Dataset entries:
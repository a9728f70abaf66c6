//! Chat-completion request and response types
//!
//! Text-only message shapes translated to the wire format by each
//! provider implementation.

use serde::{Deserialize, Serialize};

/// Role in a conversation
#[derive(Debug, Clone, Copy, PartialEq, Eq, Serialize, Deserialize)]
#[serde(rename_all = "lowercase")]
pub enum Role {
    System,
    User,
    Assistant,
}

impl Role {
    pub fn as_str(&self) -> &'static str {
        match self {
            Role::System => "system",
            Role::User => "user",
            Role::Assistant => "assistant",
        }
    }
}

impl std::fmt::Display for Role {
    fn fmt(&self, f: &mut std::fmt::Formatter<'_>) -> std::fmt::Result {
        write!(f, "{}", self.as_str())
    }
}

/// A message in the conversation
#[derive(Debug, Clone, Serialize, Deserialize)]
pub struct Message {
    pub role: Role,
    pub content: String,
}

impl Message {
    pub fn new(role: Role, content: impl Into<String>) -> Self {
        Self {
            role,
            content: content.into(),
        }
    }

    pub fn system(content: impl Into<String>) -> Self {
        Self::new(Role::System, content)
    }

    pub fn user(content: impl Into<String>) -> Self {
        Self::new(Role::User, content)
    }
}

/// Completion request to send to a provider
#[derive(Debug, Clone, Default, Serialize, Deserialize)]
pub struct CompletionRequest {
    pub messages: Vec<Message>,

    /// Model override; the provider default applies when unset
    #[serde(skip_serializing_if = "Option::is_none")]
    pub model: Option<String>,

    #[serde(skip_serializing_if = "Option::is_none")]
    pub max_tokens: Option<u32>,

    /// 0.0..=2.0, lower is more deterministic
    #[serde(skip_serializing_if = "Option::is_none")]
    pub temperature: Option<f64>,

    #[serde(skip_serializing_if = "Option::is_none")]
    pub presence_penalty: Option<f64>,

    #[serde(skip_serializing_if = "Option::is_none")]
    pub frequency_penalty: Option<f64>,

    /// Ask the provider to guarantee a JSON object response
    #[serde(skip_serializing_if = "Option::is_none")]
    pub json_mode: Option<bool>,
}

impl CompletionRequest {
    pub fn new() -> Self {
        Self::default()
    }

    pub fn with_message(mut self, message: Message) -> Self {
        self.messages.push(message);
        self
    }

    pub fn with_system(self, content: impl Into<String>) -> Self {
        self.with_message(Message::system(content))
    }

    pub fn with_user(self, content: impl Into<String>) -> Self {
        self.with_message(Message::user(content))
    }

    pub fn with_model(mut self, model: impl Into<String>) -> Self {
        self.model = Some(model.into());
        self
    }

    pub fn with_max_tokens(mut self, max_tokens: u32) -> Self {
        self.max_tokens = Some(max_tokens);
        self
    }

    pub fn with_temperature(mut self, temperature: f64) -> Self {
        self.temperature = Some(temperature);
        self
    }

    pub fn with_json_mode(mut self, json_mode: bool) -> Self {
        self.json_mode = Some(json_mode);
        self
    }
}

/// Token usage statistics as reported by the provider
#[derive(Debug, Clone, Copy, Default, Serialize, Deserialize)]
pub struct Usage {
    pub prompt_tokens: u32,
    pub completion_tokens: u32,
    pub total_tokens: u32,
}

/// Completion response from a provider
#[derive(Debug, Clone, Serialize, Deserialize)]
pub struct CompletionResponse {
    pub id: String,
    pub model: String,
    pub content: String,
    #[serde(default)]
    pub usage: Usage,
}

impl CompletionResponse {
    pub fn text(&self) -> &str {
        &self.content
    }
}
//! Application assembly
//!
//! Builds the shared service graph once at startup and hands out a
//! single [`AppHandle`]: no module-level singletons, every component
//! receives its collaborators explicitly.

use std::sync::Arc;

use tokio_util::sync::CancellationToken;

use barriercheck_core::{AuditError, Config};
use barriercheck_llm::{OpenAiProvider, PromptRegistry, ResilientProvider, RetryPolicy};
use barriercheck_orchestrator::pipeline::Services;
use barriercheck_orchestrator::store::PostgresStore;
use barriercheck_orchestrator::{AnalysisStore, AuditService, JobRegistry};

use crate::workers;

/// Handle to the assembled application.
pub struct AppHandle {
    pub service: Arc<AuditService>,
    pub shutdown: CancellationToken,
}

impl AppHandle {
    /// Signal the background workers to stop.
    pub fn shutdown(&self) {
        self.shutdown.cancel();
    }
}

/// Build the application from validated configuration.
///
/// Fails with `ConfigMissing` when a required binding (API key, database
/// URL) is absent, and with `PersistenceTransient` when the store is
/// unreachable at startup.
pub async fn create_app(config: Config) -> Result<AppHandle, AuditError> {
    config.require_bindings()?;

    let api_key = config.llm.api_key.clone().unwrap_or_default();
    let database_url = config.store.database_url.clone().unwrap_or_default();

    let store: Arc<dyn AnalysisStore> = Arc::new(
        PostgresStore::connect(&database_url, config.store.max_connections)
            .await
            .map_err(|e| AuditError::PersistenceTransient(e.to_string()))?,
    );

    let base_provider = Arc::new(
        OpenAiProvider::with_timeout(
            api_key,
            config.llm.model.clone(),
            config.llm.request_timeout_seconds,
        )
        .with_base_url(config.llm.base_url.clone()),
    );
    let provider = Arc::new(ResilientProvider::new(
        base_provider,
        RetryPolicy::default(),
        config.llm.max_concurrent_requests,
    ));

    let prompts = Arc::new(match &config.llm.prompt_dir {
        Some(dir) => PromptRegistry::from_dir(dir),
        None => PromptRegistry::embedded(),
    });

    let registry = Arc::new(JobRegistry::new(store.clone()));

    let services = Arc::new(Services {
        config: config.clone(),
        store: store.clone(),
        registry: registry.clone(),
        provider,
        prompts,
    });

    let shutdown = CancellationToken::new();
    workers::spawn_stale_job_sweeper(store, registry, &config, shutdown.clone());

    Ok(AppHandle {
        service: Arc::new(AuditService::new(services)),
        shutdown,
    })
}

---

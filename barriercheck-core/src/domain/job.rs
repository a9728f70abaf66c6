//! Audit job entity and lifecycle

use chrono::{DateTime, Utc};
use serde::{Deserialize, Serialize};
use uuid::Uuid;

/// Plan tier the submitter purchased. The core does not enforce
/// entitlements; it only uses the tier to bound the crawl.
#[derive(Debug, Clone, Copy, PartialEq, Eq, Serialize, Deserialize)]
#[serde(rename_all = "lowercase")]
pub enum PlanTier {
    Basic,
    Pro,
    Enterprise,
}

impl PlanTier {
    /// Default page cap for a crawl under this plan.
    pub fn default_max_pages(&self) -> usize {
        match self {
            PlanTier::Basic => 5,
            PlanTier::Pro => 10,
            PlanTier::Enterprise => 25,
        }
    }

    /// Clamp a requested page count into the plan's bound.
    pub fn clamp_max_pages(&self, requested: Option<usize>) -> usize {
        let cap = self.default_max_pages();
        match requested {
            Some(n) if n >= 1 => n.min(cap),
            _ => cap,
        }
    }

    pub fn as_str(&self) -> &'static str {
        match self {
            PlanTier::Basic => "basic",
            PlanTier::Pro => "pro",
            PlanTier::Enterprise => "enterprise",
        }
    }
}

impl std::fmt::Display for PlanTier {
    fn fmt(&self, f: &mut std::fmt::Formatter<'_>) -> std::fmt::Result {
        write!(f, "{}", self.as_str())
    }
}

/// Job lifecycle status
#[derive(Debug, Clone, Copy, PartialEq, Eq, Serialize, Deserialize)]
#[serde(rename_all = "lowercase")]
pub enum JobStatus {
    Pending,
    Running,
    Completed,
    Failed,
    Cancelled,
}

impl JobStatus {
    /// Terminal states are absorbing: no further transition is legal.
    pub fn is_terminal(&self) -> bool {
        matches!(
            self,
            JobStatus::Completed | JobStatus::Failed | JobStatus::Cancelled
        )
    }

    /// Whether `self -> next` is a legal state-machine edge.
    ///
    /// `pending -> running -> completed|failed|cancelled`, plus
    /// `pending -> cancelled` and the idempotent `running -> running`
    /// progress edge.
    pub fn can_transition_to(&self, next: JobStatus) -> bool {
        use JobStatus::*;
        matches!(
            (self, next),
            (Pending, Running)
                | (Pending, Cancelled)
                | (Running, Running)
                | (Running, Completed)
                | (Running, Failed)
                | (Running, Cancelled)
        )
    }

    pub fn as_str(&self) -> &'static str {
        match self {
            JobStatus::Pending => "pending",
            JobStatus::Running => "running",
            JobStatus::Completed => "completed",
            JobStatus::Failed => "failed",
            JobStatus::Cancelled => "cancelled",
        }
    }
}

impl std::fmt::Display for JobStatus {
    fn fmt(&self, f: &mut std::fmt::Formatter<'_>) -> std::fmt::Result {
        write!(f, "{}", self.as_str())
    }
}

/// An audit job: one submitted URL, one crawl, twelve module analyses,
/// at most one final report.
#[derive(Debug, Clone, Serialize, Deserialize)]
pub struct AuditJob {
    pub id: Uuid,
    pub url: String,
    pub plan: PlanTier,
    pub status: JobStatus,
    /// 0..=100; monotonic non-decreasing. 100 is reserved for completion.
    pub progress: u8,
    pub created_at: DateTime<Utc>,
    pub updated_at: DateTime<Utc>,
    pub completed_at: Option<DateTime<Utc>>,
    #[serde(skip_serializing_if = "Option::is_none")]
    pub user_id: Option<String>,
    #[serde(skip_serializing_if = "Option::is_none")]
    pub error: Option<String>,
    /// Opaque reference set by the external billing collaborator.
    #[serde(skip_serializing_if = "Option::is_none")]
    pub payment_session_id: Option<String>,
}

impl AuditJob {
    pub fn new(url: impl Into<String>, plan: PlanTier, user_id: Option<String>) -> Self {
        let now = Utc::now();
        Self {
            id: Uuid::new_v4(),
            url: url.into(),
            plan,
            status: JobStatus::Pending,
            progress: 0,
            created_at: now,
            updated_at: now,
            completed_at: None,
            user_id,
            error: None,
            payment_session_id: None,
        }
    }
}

==

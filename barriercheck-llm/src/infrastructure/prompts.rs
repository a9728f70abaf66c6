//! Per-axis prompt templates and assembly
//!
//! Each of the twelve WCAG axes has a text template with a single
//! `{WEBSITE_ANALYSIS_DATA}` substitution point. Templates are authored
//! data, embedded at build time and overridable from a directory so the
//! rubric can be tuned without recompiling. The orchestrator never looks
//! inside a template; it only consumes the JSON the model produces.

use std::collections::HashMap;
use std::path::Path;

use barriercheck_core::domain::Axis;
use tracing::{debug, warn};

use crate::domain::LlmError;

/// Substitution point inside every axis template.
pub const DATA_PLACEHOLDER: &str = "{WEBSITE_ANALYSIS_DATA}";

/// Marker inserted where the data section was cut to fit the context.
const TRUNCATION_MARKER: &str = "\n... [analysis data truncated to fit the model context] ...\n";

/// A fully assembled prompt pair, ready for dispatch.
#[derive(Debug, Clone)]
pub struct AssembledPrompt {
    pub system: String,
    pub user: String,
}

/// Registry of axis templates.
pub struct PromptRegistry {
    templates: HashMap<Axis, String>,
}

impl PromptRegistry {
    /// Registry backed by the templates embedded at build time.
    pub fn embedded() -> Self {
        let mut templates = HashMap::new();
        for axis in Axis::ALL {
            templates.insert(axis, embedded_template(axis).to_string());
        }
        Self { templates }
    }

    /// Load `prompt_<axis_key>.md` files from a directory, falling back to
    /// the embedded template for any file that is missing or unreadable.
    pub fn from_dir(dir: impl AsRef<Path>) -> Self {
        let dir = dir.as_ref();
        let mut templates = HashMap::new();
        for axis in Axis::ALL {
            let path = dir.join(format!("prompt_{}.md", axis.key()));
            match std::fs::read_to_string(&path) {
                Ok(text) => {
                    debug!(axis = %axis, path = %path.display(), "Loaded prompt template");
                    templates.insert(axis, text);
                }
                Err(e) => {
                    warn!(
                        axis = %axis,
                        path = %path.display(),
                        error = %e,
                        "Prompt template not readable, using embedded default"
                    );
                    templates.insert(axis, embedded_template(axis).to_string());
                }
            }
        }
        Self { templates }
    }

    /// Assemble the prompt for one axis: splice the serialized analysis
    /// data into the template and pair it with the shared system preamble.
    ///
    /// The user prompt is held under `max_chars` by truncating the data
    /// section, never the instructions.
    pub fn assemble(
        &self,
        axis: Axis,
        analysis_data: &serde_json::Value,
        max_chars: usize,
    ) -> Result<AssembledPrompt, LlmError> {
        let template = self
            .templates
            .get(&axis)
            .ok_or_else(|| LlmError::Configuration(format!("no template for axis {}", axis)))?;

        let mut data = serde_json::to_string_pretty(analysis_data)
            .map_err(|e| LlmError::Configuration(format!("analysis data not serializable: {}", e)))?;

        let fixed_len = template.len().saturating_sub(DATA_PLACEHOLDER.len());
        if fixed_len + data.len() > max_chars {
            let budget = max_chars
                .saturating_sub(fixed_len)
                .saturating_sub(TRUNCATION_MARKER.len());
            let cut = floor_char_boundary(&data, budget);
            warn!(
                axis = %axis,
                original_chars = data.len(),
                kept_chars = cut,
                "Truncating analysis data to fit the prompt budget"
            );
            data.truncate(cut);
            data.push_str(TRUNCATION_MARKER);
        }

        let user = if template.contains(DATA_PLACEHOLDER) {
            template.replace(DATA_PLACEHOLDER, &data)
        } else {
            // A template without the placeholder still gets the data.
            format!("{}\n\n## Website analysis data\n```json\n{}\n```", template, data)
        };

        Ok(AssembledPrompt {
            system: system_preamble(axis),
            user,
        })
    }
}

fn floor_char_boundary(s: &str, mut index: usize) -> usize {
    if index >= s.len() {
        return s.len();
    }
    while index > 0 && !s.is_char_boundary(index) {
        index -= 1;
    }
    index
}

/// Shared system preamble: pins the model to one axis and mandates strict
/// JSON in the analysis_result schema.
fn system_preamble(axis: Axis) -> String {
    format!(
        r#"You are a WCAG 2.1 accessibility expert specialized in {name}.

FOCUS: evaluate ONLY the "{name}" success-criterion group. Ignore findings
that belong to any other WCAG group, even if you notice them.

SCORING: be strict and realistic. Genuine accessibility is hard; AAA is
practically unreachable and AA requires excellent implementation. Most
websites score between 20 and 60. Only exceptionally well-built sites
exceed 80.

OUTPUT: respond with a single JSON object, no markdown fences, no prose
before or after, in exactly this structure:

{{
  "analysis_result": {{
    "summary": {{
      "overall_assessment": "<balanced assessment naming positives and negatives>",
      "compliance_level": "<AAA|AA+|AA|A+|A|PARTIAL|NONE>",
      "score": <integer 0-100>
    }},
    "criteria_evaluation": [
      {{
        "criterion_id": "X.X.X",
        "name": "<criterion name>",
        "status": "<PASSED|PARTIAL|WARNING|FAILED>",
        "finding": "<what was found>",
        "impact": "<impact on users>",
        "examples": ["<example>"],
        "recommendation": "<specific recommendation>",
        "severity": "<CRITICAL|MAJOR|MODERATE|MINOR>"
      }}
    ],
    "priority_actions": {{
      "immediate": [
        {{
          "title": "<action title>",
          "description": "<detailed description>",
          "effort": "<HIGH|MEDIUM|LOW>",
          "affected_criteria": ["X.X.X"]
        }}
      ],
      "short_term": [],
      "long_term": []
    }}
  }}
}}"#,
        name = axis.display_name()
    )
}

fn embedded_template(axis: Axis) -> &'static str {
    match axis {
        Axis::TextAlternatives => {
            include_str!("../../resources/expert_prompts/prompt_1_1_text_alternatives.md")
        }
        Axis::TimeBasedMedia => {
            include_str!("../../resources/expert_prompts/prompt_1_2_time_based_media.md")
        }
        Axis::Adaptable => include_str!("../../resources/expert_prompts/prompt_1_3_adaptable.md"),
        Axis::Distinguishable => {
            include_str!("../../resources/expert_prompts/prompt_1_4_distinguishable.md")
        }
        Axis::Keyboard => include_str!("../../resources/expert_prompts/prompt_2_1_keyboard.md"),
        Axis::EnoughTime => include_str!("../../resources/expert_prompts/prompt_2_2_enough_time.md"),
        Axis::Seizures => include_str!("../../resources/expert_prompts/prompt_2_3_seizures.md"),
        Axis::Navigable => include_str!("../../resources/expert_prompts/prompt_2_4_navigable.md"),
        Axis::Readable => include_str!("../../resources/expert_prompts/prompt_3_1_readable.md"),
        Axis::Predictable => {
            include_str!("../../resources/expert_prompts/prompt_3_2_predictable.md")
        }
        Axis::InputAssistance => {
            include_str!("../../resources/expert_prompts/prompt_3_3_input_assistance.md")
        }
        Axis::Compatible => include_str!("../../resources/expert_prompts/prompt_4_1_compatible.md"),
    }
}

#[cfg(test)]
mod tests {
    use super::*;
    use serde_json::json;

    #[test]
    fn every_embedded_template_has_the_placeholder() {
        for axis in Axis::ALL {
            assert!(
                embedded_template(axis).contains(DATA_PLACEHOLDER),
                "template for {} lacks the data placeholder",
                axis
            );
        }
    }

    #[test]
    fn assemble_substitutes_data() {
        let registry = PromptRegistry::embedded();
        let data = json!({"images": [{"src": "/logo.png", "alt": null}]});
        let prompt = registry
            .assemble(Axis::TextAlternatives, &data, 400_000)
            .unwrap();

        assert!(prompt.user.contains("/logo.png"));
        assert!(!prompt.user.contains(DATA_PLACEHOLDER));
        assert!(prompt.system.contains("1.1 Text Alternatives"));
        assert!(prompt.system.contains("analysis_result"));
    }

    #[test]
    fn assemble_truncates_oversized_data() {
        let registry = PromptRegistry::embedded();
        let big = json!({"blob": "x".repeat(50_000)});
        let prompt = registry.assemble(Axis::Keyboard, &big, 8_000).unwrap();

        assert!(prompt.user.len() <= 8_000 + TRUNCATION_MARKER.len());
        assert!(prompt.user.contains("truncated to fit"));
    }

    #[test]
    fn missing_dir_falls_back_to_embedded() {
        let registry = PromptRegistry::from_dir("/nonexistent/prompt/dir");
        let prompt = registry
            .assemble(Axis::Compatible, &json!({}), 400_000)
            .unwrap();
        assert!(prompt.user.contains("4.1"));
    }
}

▶ Assignment: Copy the lines above that hold the word "AssembledPrompt".

▶ Answer to the exercise:
pub struct AssembledPrompt {
    ) -> Result<AssembledPrompt, LlmError> {
        Ok(AssembledPrompt {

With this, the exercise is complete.